Dignity Health’s Sustainability Crusader: Sister Mary Ellen Leciejewski

Sister Mary Ellen Leciejewski’s connection to the environment began in childhood, where she and her four siblings spent most of their time outside in nature playing. As a four-year-old, she looked forward to 4am trips on Sunday mornings in Ohio to go morel mushroom picking in the woods with her father and older sister. These early memories shaped her appreciation of the environment which continued when she joined the Adrian Dominican Sisters and as she pursued her career teaching high school French for 20 years.

She loved working with children, and intended on making teaching in high school her lifelong career. She frequented the motherhouse in Adrian, Michigan where Caldwell Dominican Sister Miriam Therese MacGillis held a workshop entitled “The Fate of the Earth”, which detailed the impact humans have had on the environment and the inextricable connection between the health of Earth and human health. The seminar touched Sister Mary Ellen so deeply that she spent her summers off from school working on Genesis Farm, a 140-acre farm founded by the Dominican Sisters of Caldwell, New Jersey and at other environmental centers around the country. Following those experiences, she decided to pursue her interest in the environment by getting a Master’s in Ecology.

Adrian Dominican Sister Julie Hyer, who at the time was the CEO and President of Dominican Hospital in Santa Cruz and Sister Susan Vickers, VP Shareholder Advocacy asked Sister Mary Ellen if she might be interested in taking a position at Dignity Health (formerly Catholic Healthcare West) doing ecology work to make the hospitals throughout the system greener.
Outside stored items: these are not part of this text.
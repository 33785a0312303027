use chrono::{DateTime, Utc};
use serde::{Deserialize, Serialize};
use utoipa::{IntoParams, ToSchema};

use crate::api::response::Envelope;
use crate::auth::AuthError;
use crate::db::{Identity, Role};
use crate::validation::{FieldRules, Rule, Validate, ValidationError};

// ============= API Request/Response Types =============

/// Login payload. `username`/`password` are accepted as aliases; sending a
/// field together with its alias fails to decode.
#[derive(Clone, Default, Serialize, Deserialize, ToSchema)]
#[serde(default)]
pub struct LoginRequest {
    #[serde(alias = "username")]
    pub identifier: String,
    #[serde(alias = "password")]
    pub secret: String,
}

impl std::fmt::Debug for LoginRequest {
    fn fmt(&self, f: &mut std::fmt::Formatter<'_>) -> std::fmt::Result {
        f.debug_struct("LoginRequest")
            .field("identifier", &self.identifier)
            .field("secret", &"<redacted>")
            .finish()
    }
}

impl Validate for LoginRequest {
    const RULES: &'static [FieldRules] = &[
        FieldRules::new("identifier", &[Rule::Required]),
        FieldRules::new("secret", &[Rule::Required]),
    ];
}

#[derive(Debug, Clone, Serialize, Deserialize, ToSchema)]
#[serde(rename_all = "camelCase")]
pub struct LoginResponse {
    pub access_token: String,
}

#[derive(Clone, Default, Serialize, Deserialize, ToSchema)]
#[serde(default, rename_all = "camelCase")]
pub struct CreateUserRequest {
    pub username: String,
    pub password: String,
    pub repeat_password: String,
    pub email: String,
}

impl std::fmt::Debug for CreateUserRequest {
    fn fmt(&self, f: &mut std::fmt::Formatter<'_>) -> std::fmt::Result {
        f.debug_struct("CreateUserRequest")
            .field("username", &self.username)
            .field("email", &self.email)
            .finish_non_exhaustive()
    }
}

impl Validate for CreateUserRequest {
    const RULES: &'static [FieldRules] = &[
        FieldRules::new(
            "username",
            &[Rule::Required, Rule::PrintAscii, Rule::Min(5), Rule::Max(20)],
        ),
        FieldRules::new("password", &[Rule::Required, Rule::Min(5)]),
        FieldRules::new(
            "repeatPassword",
            &[Rule::Required, Rule::EqField("password")],
        ),
        FieldRules::new("email", &[Rule::Required, Rule::Email]),
    ];
}

/// Partial account update. Absent fields are left untouched.
#[derive(Clone, Default, Serialize, Deserialize, ToSchema)]
#[serde(rename_all = "camelCase")]
pub struct UpdateUserRequest {
    pub password: Option<String>,
    pub repeat_password: Option<String>,
    pub email: Option<String>,
    pub is_active: Option<bool>,
    /// Role ids replacing the current role set
    pub roles: Option<Vec<i64>>,
}

impl std::fmt::Debug for UpdateUserRequest {
    fn fmt(&self, f: &mut std::fmt::Formatter<'_>) -> std::fmt::Result {
        f.debug_struct("UpdateUserRequest")
            .field("email", &self.email)
            .field("is_active", &self.is_active)
            .field("roles", &self.roles)
            .finish_non_exhaustive()
    }
}

impl Validate for UpdateUserRequest {
    const RULES: &'static [FieldRules] = &[
        FieldRules::new("password", &[Rule::Min(5)]),
        FieldRules::new(
            "repeatPassword",
            &[Rule::RequiredWith("password"), Rule::EqField("password")],
        ),
        FieldRules::new("email", &[Rule::Email]),
    ];
}

#[derive(Debug, Clone, Default, Deserialize, IntoParams)]
#[into_params(parameter_in = Query)]
pub struct FindUsersQuery {
    /// Substring of the username; empty or absent matches every account
    pub username: Option<String>,
}

/// Safe projection of an identity. Never carries the password digest.
#[derive(Debug, Clone, PartialEq, Serialize, Deserialize, ToSchema)]
#[serde(rename_all = "camelCase")]
pub struct PublicIdentity {
    pub id: i64,
    pub username: String,
    pub email: String,
    pub is_active: bool,
    pub roles: Vec<Role>,
    pub created_at: DateTime<Utc>,
    pub updated_at: DateTime<Utc>,
}

impl From<&Identity> for PublicIdentity {
    fn from(identity: &Identity) -> Self {
        Self {
            id: identity.id,
            username: identity.username.clone(),
            email: identity.email.clone(),
            is_active: identity.is_active,
            roles: identity.roles.clone(),
            created_at: identity.created_at,
            updated_at: identity.updated_at,
        }
    }
}

impl From<Identity> for PublicIdentity {
    fn from(identity: Identity) -> Self {
        PublicIdentity::from(&identity)
    }
}

// ============= Authentication Types =============

#[derive(Debug, Clone, PartialEq, Eq, Serialize, Deserialize)]
pub struct Claims {
    /// Identifier (username) of the authenticated identity
    pub sub: String,
    pub iat: i64,
    pub exp: i64,
}

// ============= Error Types =============

#[derive(Debug, thiserror::Error)]
pub enum AppError {
    #[error(transparent)]
    Auth(#[from] AuthError),

    #[error("Unauthorized")]
    Unauthorized,

    #[error(transparent)]
    Validation(#[from] ValidationError),

    #[error("{0}")]
    Conflict(String),

    #[error("{0}")]
    InvalidInput(String),

    #[error("{0}")]
    NotFound(String),

    /// The signing key cannot produce tokens. Configuration fault, not a bad request.
    #[error("Failed to sign token: {0}")]
    TokenSigning(String),

    #[error("Internal error: {0}")]
    Internal(String),
}

impl axum::response::IntoResponse for AppError {
    fn into_response(self) -> axum::response::Response {
        use axum::http::StatusCode;

        match self {
            AppError::Auth(err) => {
                Envelope::empty(StatusCode::UNAUTHORIZED, err.to_string()).into_response()
            }
            AppError::Unauthorized => Envelope::unauthorized().into_response(),
            AppError::Validation(err) => err.into_response(),
            AppError::Conflict(msg) | AppError::InvalidInput(msg) => {
                Envelope::empty(StatusCode::BAD_REQUEST, msg).into_response()
            }
            AppError::NotFound(msg) => Envelope::empty(StatusCode::NOT_FOUND, msg).into_response(),
            AppError::TokenSigning(msg) => {
                tracing::error!(error = %msg, "token signing failed, check the configured signing key");
                Envelope::reason(StatusCode::INTERNAL_SERVER_ERROR).into_response()
            }
            AppError::Internal(msg) => {
                tracing::error!(error = %msg, "internal error");
                Envelope::reason(StatusCode::INTERNAL_SERVER_ERROR).into_response()
            }
        }
    }
}

pub type Result<T> = std::result::Result<T, AppError>;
At the time, Dignity Health had been talking about reducing waste and having a positive environmental impact. The minute Sister Mary Ellen walked through the doors of the hospital, she knew in her gut that this was where she wanted to be. It’s been twenty-one years since she made the transition into healthcare and sustainability, and her passion, enthusiasm, and hard work make her one of the most influential and respected people in the sustainability healthcare field.

Question: Sister Mary Ellen, I saw in the Dignity Health Sustainability Report that, “human kindness is the lens through which Dignity Health views our decisions and behaviors.” That is such a lovely sentiment coming from a very prominent healthcare system! Can you speak to how human kindness guides Dignity Health’s sustainability and goals?
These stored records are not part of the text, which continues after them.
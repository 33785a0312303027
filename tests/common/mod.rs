//! Shared setup for the integration tests.

#![allow(dead_code)]

use axum_test::TestServer;
use gatekeeper::{
    auth::{SigningKey, TokenService},
    db::{seed_identities, MemoryIdentityStore, SeedIdentity},
    utils::config::AuthConfig,
    AppState, GatekeeperConfig,
};
use serde_json::json;
use std::sync::Arc;

pub const SECRET: &str = "integration-test-secret";

pub fn signing_key() -> SigningKey {
    SigningKey::new(SECRET).expect("non-empty key")
}

/// Token service sharing the test server's key.
pub fn tokens() -> TokenService {
    TokenService::new(&signing_key(), chrono::Duration::hours(72))
}

fn seed(username: &str, password: &str, roles: &[&str], is_active: bool) -> SeedIdentity {
    SeedIdentity {
        username: username.to_string(),
        email: format!("{}@example.com", username),
        password: password.to_string(),
        roles: roles.iter().map(|r| r.to_string()).collect(),
        is_active,
    }
}

/// App state with a cheap hash cost and three seeded accounts:
/// `user`, `admin` (role `admin`) and the deactivated `inactive`.
pub async fn create_test_state() -> AppState {
    let config = GatekeeperConfig {
        auth: AuthConfig {
            hash_cost: 1,
            ..AuthConfig::default()
        },
        ..GatekeeperConfig::default()
    };

    let store = Arc::new(MemoryIdentityStore::new());
    let state = AppState::build(config, &signing_key(), store.clone()).expect("state");

    seed_identities(
        store.as_ref(),
        &state.hasher,
        &[
            seed("user", "correctpassword", &[], true),
            seed("admin", "adminpassword", &["admin"], true),
            seed("inactive", "inactivepassword", &[], false),
        ],
    )
    .await
    .expect("seed");

    state
}

pub async fn create_test_server() -> TestServer {
    let state = create_test_state().await;
    TestServer::new(gatekeeper::app(state)).expect("Failed to create test server")
}

/// Logs in and returns the access token.
pub async fn login(server: &TestServer, identifier: &str, secret: &str) -> String {
    let response = server
        .post("/api/v1/users/login")
        .json(&json!({ "identifier": identifier, "secret": secret }))
        .await;

    response.assert_status_ok();
    let body: serde_json::Value = response.json();
    body["data"]["accessToken"]
        .as_str()
        .expect("access token")
        .to_string()
}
Sister Mary Ellen: It IS a lovely sentiment! And scientific evidence confirms that kindness helps in the healing process. When we are kind to one another, we help each other heal. I believe that how we treat one another spills over into how we treat Earth and all its systems: air, water, soil, animals. It’s all connected! Humankindness is a powerful lens that helps us see those connections.
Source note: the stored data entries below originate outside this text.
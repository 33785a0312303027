//! Identity storage.
//!
//! The authentication pipeline consumes identities through the
//! [`IdentityStore`] trait and never touches storage directly. The bundled
//! [`MemoryIdentityStore`] keeps everything in process; a persistent backend
//! only has to implement the trait.

pub mod memory;
pub mod seed;
pub mod traits;

pub use memory::MemoryIdentityStore;
pub use seed::{seed_identities, SeedIdentity};
pub use traits::{Identity, IdentityStore, IdentityUpdate, NewIdentity, Role};

#[cfg(test)]
pub use traits::MockIdentityStore;
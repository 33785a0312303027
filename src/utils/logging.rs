use super::config::{LogFormat, ServerConfig};
use tracing_subscriber::{layer::SubscriberExt, util::SubscriberInitExt, EnvFilter};

/// Installs the global subscriber. `RUST_LOG` wins over `[server] log_level`.
pub fn init(config: &ServerConfig) {
    let filter = EnvFilter::try_from_default_env()
        .or_else(|_| EnvFilter::try_new(&config.log_level))
        .unwrap_or_else(|_| EnvFilter::new("info"));

    let registry = tracing_subscriber::registry().with(filter);

    match config.log_format {
        LogFormat::Pretty => registry.with(tracing_subscriber::fmt::layer()).init(),
        LogFormat::Json => registry
            .with(tracing_subscriber::fmt::layer().json().with_current_span(false))
            .init(),
    }
}
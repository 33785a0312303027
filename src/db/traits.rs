//! Identity store abstraction
//!
//! The pipeline only reads identities. Account creation and updates go
//! through the same store from the account handlers.

use crate::types::Result;
use async_trait::async_trait;
use chrono::{DateTime, Utc};
use serde::{Deserialize, Serialize};
use utoipa::ToSchema;

/// Role attached to an identity. Authorization compares `code` values.
#[derive(Debug, Clone, PartialEq, Eq, Serialize, Deserialize, ToSchema)]
pub struct Role {
    pub id: i64,
    pub code: String,
    pub name: String,
}

/// Account record as held by the store
#[derive(Debug, Clone, PartialEq)]
pub struct Identity {
    pub id: i64,
    /// Unique, case-sensitive login identifier
    pub username: String,
    pub email: String,
    /// Self-describing password digest
    pub password_hash: String,
    pub is_active: bool,
    pub roles: Vec<Role>,
    pub created_at: DateTime<Utc>,
    pub updated_at: DateTime<Utc>,
}

impl Identity {
    pub fn role_codes(&self) -> impl Iterator<Item = &str> {
        self.roles.iter().map(|r| r.code.as_str())
    }
}

#[derive(Debug, Clone)]
pub struct NewIdentity {
    pub username: String,
    pub email: String,
    pub password_hash: String,
    pub is_active: bool,
    pub role_ids: Vec<i64>,
}

/// Partial update; `None` leaves the field untouched.
#[derive(Debug, Clone, Default)]
pub struct IdentityUpdate {
    pub email: Option<String>,
    pub password_hash: Option<String>,
    pub is_active: Option<bool>,
    pub role_ids: Option<Vec<i64>>,
}

/// Identity persistence used by the authenticator, the token verifier and
/// the account handlers. Implementations must allow concurrent reads.
#[cfg_attr(test, mockall::automock)]
#[async_trait]
pub trait IdentityStore: Send + Sync {
    /// `Ok(None)` for unknown identifiers, never an error.
    async fn find_by_username(&self, username: &str) -> Result<Option<Identity>>;

    async fn find_by_id(&self, id: i64) -> Result<Option<Identity>>;

    /// Fails with `AppError::Conflict` on a duplicate username or email.
    async fn create(&self, identity: NewIdentity) -> Result<Identity>;

    /// Identities whose username contains `fragment`, ordered by id.
    async fn search(&self, fragment: &str) -> Result<Vec<Identity>>;

    /// Fails with `AppError::NotFound` for an unknown id and
    /// `AppError::Conflict` when the new email belongs to another identity.
    async fn update(&self, id: i64, update: IdentityUpdate) -> Result<Identity>;

    /// Returns the role with `code`, creating it if needed.
    async fn upsert_role(&self, code: &str, name: &str) -> Result<Role>;
}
Question: I have heard and observed a very strong culture and support for sustainability goals and metrics within Dignity Health. There are a lot of organizations that struggle to get interest and support for sustainability initiatives. What insight and advice can you offer to organizations that want to have a stronger culture and commitment to sustainability?

Sister Mary Ellen: Find the people who are passionate about sustainability. Empower them to do the work that needs to be done. Collect information and hard data regarding costs and benefits of adopting (or not adopting) sustainability practices. Embed sustainability practices in systemwide policies. Keep communicating the connection between the health of the planet and the health of patients and communities you serve.

Question: What components do you attribute to the success of your organization’s sustainability goals?

Sister Mary Ellen: Support from Dignity Health leadership is key! We couldn’t continue down this sustainability path without support from our corporate and facility leadership. Other components include connecting with colleagues who are passionate about the environment and want to make a difference in the world; creating networks so that we can listen and learn from one another; celebrating our successes; being humble enough to know that don’t always have all the answers. Additionally, our collaboration with organizations such as Practice Greenhealth, other healthcare systems and our business partners have helped in the exchange of ideas and best practices.

Question: What do you view as your greatest career accomplishment and why?

Sister Mary Ellen: One of my greatest joys is building relationships and creating networks so that people feel empowered to speak out in this great and sacred work. Everyone’s gifts and talents are needed—NOW!

Question: Twenty years down the line, what would you envision for Dignity Health?

Sister Mary Ellen: I would envision us fully honoring the health of our employees, patients, and planet and that after each decision we make we ask the question: “How will this affect the planet?” I see this as important because if it’s good for the health of the planet it’s good for us!

Question: Do you have any form of mandatory training on sustainability for current employees and new hires?

Sister Mary Ellen: Each hospital offers a new employee orientation that includes a section on sustainability.

Question: That’s wonderful! Is there anything you would like to add or want our readers to know?

Sister Mary Ellen: Our partnership with Key Green Solutions and the services they provide are critical to our success and have stepped up our employee engagement. I see facilities inspiring each other through friendly and fun competition. Dominican Hospital, where I have my office, used to be number one for recycling and now Saint Francis has taken our number one spot. I need to call them and see what they’re doing because we’re coming for them!